A. Sundararajan and Jim Holmlund, May 2006 (Updated December 2008)

Java Platform, Standard Edition (Java SE) 6 is the latest Java SE release under development. Java SE 6 source and binary snapshot downloads have been available on a regular basis from the JDK 6 project on Java.net.

The Java SE 6 platform offers various observability tools. Many of these tools can be used on production systems against running programs. Few of these tools are for processes that are hung or core dumps (port-mortem analysis). Along the way, we will see the effect of these observability tools on observed processes.

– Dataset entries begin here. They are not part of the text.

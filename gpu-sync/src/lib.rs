//! # RedLilium GPU Sync
//!
//! Resource synchronization and write scheduling for explicit GPU APIs.
//!
//! ## Overview
//!
//! This crate provides:
//! - [`WriteScheduler`] - Pending buffer writes committed directly or through staging
//! - [`ImageResource`] - Images with per-subresource layout tracking
//! - [`CommandBufferResource`] - Recordable work that retains resources until it completes
//! - [`PresentationSurface`] - The acquire → render → present → recycle loop
//! - [`GraphicsDevice`] - Handle-based facade over all of the above
//! - Multiple context support: Vulkan and Dummy (for testing)
//!
//! ## Example
//!
//! ```ignore
//! use redlilium_gpu_sync::{DeviceConfig, GraphicsDevice};
//!
//! let mut device = GraphicsDevice::new(context, DeviceConfig::default())?;
//! let mut ring = device.create_command_ring()?;
//! let surface = device.create_surface(raw_surface, SurfaceConfiguration::new(1280, 720));
//!
//! loop {
//!     let frame = device.prepare_frame(surface)?;
//!     let cmd = ring.next_slot()?;
//!     cmd.begin()?;
//!     // Commit writes, transition layouts, render...
//!     cmd.end()?;
//!     frame.attach_to(cmd);
//!     cmd.submit()?;
//!     device.present_frame(surface, frame)?;
//! }
//! ```

pub mod backend;
pub mod barriers;
pub mod command;
pub mod config;
pub mod defaults;
pub mod device;
pub mod error;
pub mod profiling;
pub mod recycle;
pub mod resources;
pub mod swapchain;
pub mod sync;
pub mod types;

// Re-export main types for convenience
pub use backend::GpuContext;
pub use barriers::BarrierBatch;
pub use command::{CommandBufferResource, CommandRing, CommandState};
pub use config::DeviceConfig;
pub use defaults::DefaultResources;
pub use device::{BufferHandle, GraphicsDevice, ImageHandle, SurfaceHandle};
pub use error::{GraphicsError, GraphicsResult};
pub use resources::{
    CommitReport, DeviceBuffer, ImageResource, LayoutMap, WritePath, WriteScheduler,
    WriteStrategy,
};
pub use swapchain::{
    FrameResources, PresentMode, PresentationSurface, SurfaceConfiguration, SurfaceState,
};
pub use sync::{FencePool, SemaphorePool, SubmissionPoint, TimelineCounter};
pub use types::{
    BufferDescriptor, BufferUsage, Extent3d, ImageDescriptor, ImageLayout, ResidencyPattern,
    SubresourceRange, TextureFormat, TextureUsage,
};

/// Library version
pub const VERSION: &str = env!("CARGO_PKG_VERSION");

Observability Tools in the Java SE 6 Platform Using DTrace

Many observability improvements are found in Java SE 6 software. While most of these are applicable for all platforms, a few of these enhancements are specific to the Solaris Operating System, in particular Solaris 10 and higher releases. In Java 2 Platform, Standard Edition 5.0 (J2SE 5.0 platform), a new Dynamic Tracing (DTrace) action called jstack was added. jstack, as you may know already, prints mixed-mode stack traces (frames in both Java and native C/C++ languages are shown). The following D script prints a mixed-mode stack trace whenever the pollsys system call is made from a given Java process:

#!/usr/sbin/dtrace -s
syscall::pollsys:entry
/ pid == $1 /  {
    /* print at most 50 frames */
    jstack(50);
}

Here is the output of running the above script against a Java process:

libc.so.1`__pollsys+0xa
libc.so.1`poll+0x52
libjvm.so`int os_sleep(long long,int)+0xb4
libjvm.so`int os::sleep(Thread*,long long,int)+0x1ce
libjvm.so`JVM_Sleep+0x1bc
java/lang/Thread.sleep
dtest.method3
dtest.method2
dtest.method1
dtest.main
[... more output deleted for brevity ...]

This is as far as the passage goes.